By default, the map shows only the ten most highly cited articles related to the
one you’ve chosen, but you can ask it to map up to 30 articles (the graphic map
is hard to read above 20 articles). The list of citations is easy to read, no
matter how many articles you ask for.
If you find it hard to read the graphic map’s citations, just click on any
circle, and a popup window will give you the full citation for that article. In
addition, the citations themselves include a Citation Map hyperlink, so you can
shift the focus of your map by remapping with the “central article” at a
different focus. You can even mark a set of citations and download them to a
citation manager.

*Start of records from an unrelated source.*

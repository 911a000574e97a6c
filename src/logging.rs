//! Structured logging setup.
//!
//! Output goes to stderr so CLI subcommands keep stdout for their results.

use tracing_subscriber::{EnvFilter, fmt, layer::SubscriberExt, util::SubscriberInitExt};

/// Log output format.
#[derive(Debug, Clone, Copy, PartialEq, Eq, clap::ValueEnum)]
pub enum LogFormat {
    /// Human-readable output for local development.
    Pretty,
    /// JSON lines for log aggregation.
    Json,
}

/// Install the global tracing subscriber.
///
/// `RUST_LOG` overrides `default_level` when set, e.g.
/// `RUST_LOG=wallet_ledger=debug,tower_http=debug,sqlx=warn`.
///
/// Returns an error if a subscriber is already installed.
pub fn init_logging(default_level: &str, format: LogFormat) -> anyhow::Result<()> {
    let env_filter =
        EnvFilter::try_from_default_env().unwrap_or_else(|_| EnvFilter::new(default_level));

    let registry = tracing_subscriber::registry().with(env_filter);
    match format {
        LogFormat::Pretty => registry
            .with(
                fmt::layer()
                    .with_writer(std::io::stderr)
                    .with_target(true)
                    .with_line_number(true),
            )
            .try_init()?,
        LogFormat::Json => registry
            .with(
                fmt::layer()
                    .json()
                    .with_writer(std::io::stderr)
                    .with_target(true),
            )
            .try_init()?,
    }

    tracing::debug!(?format, "logging initialized");
    Ok(())
}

Next to the citation list, you also see the list of authors,
and you might sometimes find it useful to explore the work of an author who is
unfamiliar to you; clicking on an author’s name will bring up a list of all of
his or her articles in the porta—which includes over a million HighWire-hosted
full-text articles and about 12 million Medline abstracts.
You might find it interesting to run a Citation Map on your
own articles!
In summary, here’s how it works:
What is it? Citation Map is a graphic representation of the
articles citing or cited by your selected article. The map is based on the
references found in the full-text articles of the HighWire-hosted journals. The
initial number of citations viewed in the map is 10, but you can change this
number if you desire.
What is it for? Develop reading lists to get up to speed on a
new topic; generate bulk citation lists for import into literature-management
programs; assist in refereeing or writing a review article.
What it does: Given a starting reference, Citation Map finds all articles
related by citations either citing the article or cited by the article. The
result set is expanded outward from the starting article to make a collection of
all the articles related by citation to the starting article. By noting the
number of times each article in the collection is cited, the related papers with
the greatest impact are graphed, along with the citing/cited-by relationships
among the articles in the collection. This shows you the most important papers
related to a starting article as well as temporal and “line-of-cite”
relationships between these articles.
APStracts Being
Replaced by Articles in PresS
In January 2004, APStracts will be replaced entirely
with a link to the APS Articles in PresS (AiPS). APStracts has been a popular
feature since 1994, when with the help of William Weems, it was started on the
University of Texas, Houston, Gopher server and then moved to the World Wide Web
when that was developed. APStracts is another example of APS’s early vision for
using technology to disseminate research.
Technology has allowed APS to move even further in the
direction of online dissemination than we could have originally dreamed, and
with the weekly online publication of newly-accepted research articles in all
the journals, AiPS, it is no longer necessary to provide the separate APStracts.
AiPS lists all online articles published weekly until they appear copy edited
and formatted in a journal issue. Full-text is available to subscribers and APS
members, but the abstracts in AiPS are free to all, just as APStracts have been.
Starting January 1, 2004, the APStracts page will redirect to
AiPS instead of APStracts. Abstracts for the December 2003 issues will be the
last to appear on the APStracts page.
The article, “Peace, Love, and PLoS” (1)
incorrectly implied that Dr. Patrick Brown’s Cell article was published
after the boycott deadline. It should be noted that the article was published at
the time the advocates of the Public Library of Science were circulating its
their boycott petition but prior to the implementation date for action, which
was September 2001. The Physiologist regrets any misunderstanding caused
by this statement.
1. Reich, Margaret. Peace, Love, and PLoS. The Physiologist; 46:4, 2003.